Patterns stack in production systems—they are not mutually exclusive pick-one menus. Use this table to start design conversations.

ProblemPattern
Multi-service write with rollbackOrchestrated or choreographed saga + outbox + idempotent consumers
Reliable integration events after local commitTransactional outbox + Debezium or polling relay
Cross-service read for one screenAPI composition (MVP) → CQRS read model (scale)

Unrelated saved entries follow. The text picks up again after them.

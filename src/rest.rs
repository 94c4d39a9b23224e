//! BigQuery REST v2 backend over blocking HTTP.

use crate::config::RestConfig;
use crate::error::{QueryError, RemoteError, Result};
use crate::service::{JobReference, JobRequest, JobStatus, QueryService, RowPage};
use crate::value::Field;
use reqwest::blocking::{Client, RequestBuilder, Response};
use reqwest::StatusCode;
use serde::Deserialize;
use serde_json::{json, Value as Json};
use std::time::Duration;

#[derive(Debug, Deserialize)]
#[serde(rename_all = "camelCase")]
struct JobResource {
    job_reference: JobReference,
    #[serde(default)]
    status: Option<JobStatusResource>,
}

#[derive(Debug, Deserialize)]
#[serde(rename_all = "camelCase")]
struct JobStatusResource {
    #[serde(default)]
    state: String,
    #[serde(default)]
    error_result: Option<RemoteError>,
}

#[derive(Debug, Default, Deserialize)]
#[serde(rename_all = "camelCase")]
struct QueryResults {
    #[serde(default)]
    job_complete: bool,
    #[serde(default)]
    total_rows: Option<String>,
    #[serde(default)]
    schema: Option<TableSchema>,
    #[serde(default)]
    rows: Vec<TableRow>,
    #[serde(default)]
    page_token: Option<String>,
}

#[derive(Debug, Default, Deserialize)]
struct TableSchema {
    #[serde(default)]
    fields: Vec<Field>,
}

#[derive(Debug, Deserialize)]
struct TableRow {
    #[serde(default)]
    f: Vec<TableCell>,
}

#[derive(Debug, Deserialize)]
struct TableCell {
    #[serde(default)]
    v: Json,
}

#[derive(Debug, Deserialize)]
struct ErrorEnvelope {
    error: ErrorBody,
}

#[derive(Debug, Deserialize)]
struct ErrorBody {
    #[serde(default)]
    message: String,
    #[serde(default)]
    errors: Vec<RemoteError>,
}

/// Client for `https://bigquery.googleapis.com/bigquery/v2`.
pub struct RestService {
    cfg: RestConfig,
    http: Client,
}

impl RestService {
    pub fn new(cfg: RestConfig) -> Result<Self> {
        let http = Client::builder()
            .user_agent(cfg.user_agent.clone())
            .build()
            .map_err(|e| QueryError::transport(format!("building HTTP client: {e}")))?;
        Ok(Self { cfg, http })
    }

    fn url(&self, tail: &str) -> String {
        format!("{}/projects/{}/{}", self.cfg.api_base, self.cfg.project_id, tail)
    }

    fn authed(&self, rb: RequestBuilder, wait: Duration) -> RequestBuilder {
        rb.bearer_auth(&self.cfg.access_token).timeout(wait + self.cfg.http_slack)
    }

    fn get_job(&self, job: &JobReference) -> Result<JobResource> {
        let mut params: Vec<(&str, String)> = Vec::new();
        if let Some(loc) = &job.location { params.push(("location", loc.clone())); }
        let resp = self
            .authed(self.http.get(self.url(&format!("jobs/{}", job.job_id))).query(&params), Duration::ZERO)
            .send()
            .map_err(|e| QueryError::transport(format!("jobs.get {job}: {e}")))?;
        if !resp.status().is_success() {
            let (status, err) = api_error(resp);
            return Err(QueryError::transport(format!("jobs.get {job}: HTTP {status}: {err}")));
        }
        resp.json().map_err(|e| QueryError::transport(format!("jobs.get {job}: bad payload: {e}")))
    }

    fn job_status(&self, job: &JobReference) -> Result<JobStatus> {
        let res = self.get_job(job)?;
        Ok(status_of(res.status.as_ref()))
    }

    fn query_results(&self, job: &JobReference, params: Vec<(&str, String)>, wait: Duration) -> reqwest::Result<Response> {
        let mut params = params;
        if let Some(loc) = &job.location { params.push(("location", loc.clone())); }
        self.authed(self.http.get(self.url(&format!("queries/{}", job.job_id))).query(&params), wait).send()
    }
}

fn status_of(status: Option<&JobStatusResource>) -> JobStatus {
    match status {
        Some(s) if s.state.eq_ignore_ascii_case("DONE") => match &s.error_result {
            Some(err) => JobStatus::Failed(err.clone()),
            None => JobStatus::Done,
        },
        Some(s) if s.state.eq_ignore_ascii_case("RUNNING") => JobStatus::Running,
        _ => JobStatus::Pending,
    }
}

/// Read the `{"error": {...}}` envelope. The first detailed error wins over the summary.
fn api_error(resp: Response) -> (StatusCode, RemoteError) {
    let status = resp.status();
    let text = resp.text().unwrap_or_default();
    let err = match serde_json::from_str::<ErrorEnvelope>(&text) {
        Ok(env) => env.error.errors.into_iter().next().unwrap_or_else(|| RemoteError::new(env.error.message)),
        Err(_) => RemoteError::new(if text.is_empty() { status.to_string() } else { text }),
    };
    (status, err)
}

/// Errors while reading a finished job's results: overload and server faults are worth a retry.
fn fetch_error(status: StatusCode, msg: String) -> QueryError {
    if status.is_server_error() || status == StatusCode::TOO_MANY_REQUESTS {
        QueryError::TransientFetch(msg)
    } else {
        QueryError::Transport(msg)
    }
}

fn millis(d: Duration) -> String {
    d.as_millis().min(u32::MAX as u128).to_string()
}

impl QueryService for RestService {
    fn insert_job(&self, request: &JobRequest<'_>) -> Result<JobReference> {
        let query = request.query;
        let parameters: Vec<Json> = query
            .params()
            .iter()
            .map(|(name, p)| {
                json!({
                    "name": name,
                    "parameterType": { "type": p.param_type().as_str() },
                    "parameterValue": { "value": p.value_string() },
                })
            })
            .collect();

        let mut config = json!({
            "query": query.text(),
            "useLegacySql": request.use_legacy_sql,
        });
        if !parameters.is_empty() {
            config["parameterMode"] = json!("NAMED");
            config["queryParameters"] = Json::Array(parameters);
        }
        if let Some(limit) = request.max_bytes_billed {
            // int64 fields travel as strings
            config["maximumBytesBilled"] = json!(limit.to_string());
        }
        let mut job_ref = json!({ "projectId": self.cfg.project_id, "jobId": request.job_id });
        if let Some(loc) = &request.location {
            job_ref["location"] = json!(loc);
        }
        let body = json!({ "jobReference": job_ref, "configuration": { "query": config } });

        let resp = self
            .authed(self.http.post(self.url("jobs")).json(&body), Duration::ZERO)
            .send()
            .map_err(|e| QueryError::transport(format!("jobs.insert {}: {e}", request.job_id)))?;

        if !resp.status().is_success() {
            let (status, err) = api_error(resp);
            return Err(match status {
                StatusCode::BAD_REQUEST | StatusCode::CONFLICT => QueryError::Configuration(err.to_string()),
                _ => QueryError::transport(format!("jobs.insert {}: HTTP {status}: {err}", request.job_id)),
            });
        }
        let job: JobResource =
            resp.json().map_err(|e| QueryError::transport(format!("jobs.insert {}: bad payload: {e}", request.job_id)))?;

        // Parameter and syntax problems can come back as an already-failed job.
        if let Some(JobStatusResource { error_result: Some(err), .. }) = &job.status {
            if err.reason.as_deref() == Some("invalidQuery") {
                return Err(QueryError::Configuration(err.to_string()));
            }
        }
        Ok(job.job_reference)
    }

    fn poll_job(&self, job: &JobReference, timeout: Duration) -> Result<JobStatus> {
        let params = vec![("timeoutMs", millis(timeout)), ("maxResults", "0".to_string())];
        let resp = match self.query_results(job, params, timeout) {
            Ok(r) => r,
            Err(e) if e.is_timeout() => return Ok(JobStatus::Running),
            Err(e) => return Err(QueryError::transport(format!("getQueryResults {job}: {e}"))),
        };
        if !resp.status().is_success() {
            // A failed job surfaces here as an HTTP error; the job resource has the real payload.
            let (status, err) = api_error(resp);
            return match self.job_status(job)? {
                JobStatus::Failed(remote) => Ok(JobStatus::Failed(remote)),
                _ => Err(QueryError::transport(format!("getQueryResults {job}: HTTP {status}: {err}"))),
            };
        }
        let res: QueryResults =
            resp.json().map_err(|e| QueryError::transport(format!("getQueryResults {job}: bad payload: {e}")))?;
        if !res.job_complete {
            return Ok(JobStatus::Running);
        }
        self.job_status(job)
    }

    fn total_rows(&self, job: &JobReference) -> Result<u64> {
        let params = vec![("timeoutMs", "0".to_string()), ("maxResults", "0".to_string())];
        let resp = self
            .query_results(job, params, Duration::ZERO)
            .map_err(|e| QueryError::transient(format!("reading row count of {job}: {e}")))?;
        if !resp.status().is_success() {
            let (status, err) = api_error(resp);
            return Err(fetch_error(status, format!("reading row count of {job}: HTTP {status}: {err}")));
        }
        let res: QueryResults =
            resp.json().map_err(|e| QueryError::transient(format!("reading row count of {job}: {e}")))?;
        match res.total_rows.as_deref() {
            Some(n) => n.parse().map_err(|_| QueryError::transport(format!("getQueryResults {job}: bad totalRows {n:?}"))),
            None => Ok(0),
        }
    }

    fn read_page(&self, job: &JobReference, page_token: Option<&str>, max_results: Option<u32>) -> Result<RowPage> {
        let mut params = vec![("timeoutMs", "0".to_string())];
        if let Some(n) = max_results { params.push(("maxResults", n.to_string())); }
        if let Some(t) = page_token { params.push(("pageToken", t.to_string())); }

        let resp = self
            .query_results(job, params, Duration::ZERO)
            .map_err(|e| QueryError::transient(format!("reading results of {job}: {e}")))?;
        if !resp.status().is_success() {
            let (status, err) = api_error(resp);
            return Err(fetch_error(status, format!("reading results of {job}: HTTP {status}: {err}")));
        }
        // A truncated body is an interrupted read, not a malformed response.
        let res: QueryResults =
            resp.json().map_err(|e| QueryError::transient(format!("reading results of {job}: {e}")))?;
        if !res.job_complete {
            return Err(QueryError::transport(format!("results of {job} requested before completion")));
        }

        let schema = res.schema.map(|s| s.fields).unwrap_or_default();
        let mut rows = Vec::with_capacity(res.rows.len());
        for row in res.rows {
            let mut out = Vec::with_capacity(row.f.len());
            for (field, cell) in schema.iter().zip(row.f.iter()) {
                out.push(field.decode(&cell.v).map_err(QueryError::Transport)?);
            }
            if row.f.len() != schema.len() {
                return Err(QueryError::transport(format!(
                    "results of {job}: row has {} cells, schema has {} fields",
                    row.f.len(),
                    schema.len()
                )));
            }
            rows.push(out);
        }
        Ok(RowPage { schema, rows, next_page_token: res.page_token })
    }
}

Read/write load or shape mismatchSimple CQRS → full CQRS with async projection
Audit, replay, temporal queriesEvent sourcing + snapshots + upcasting
Long-running workflow with human stepsTemporal or orchestrated saga with durable state
Strong consistency everywhereReconsider microservices—or modular monolith with one DB
🎯 Interview Tip

Whiteboard: three services with private DBs, outbox arrow to Kafka, saga for checkout, CQRS read model for search. State what happens when Payment succeeds but Order confirm fails—forward retry vs compensating refund, DLQ for poison messages, manual reconciliation queue.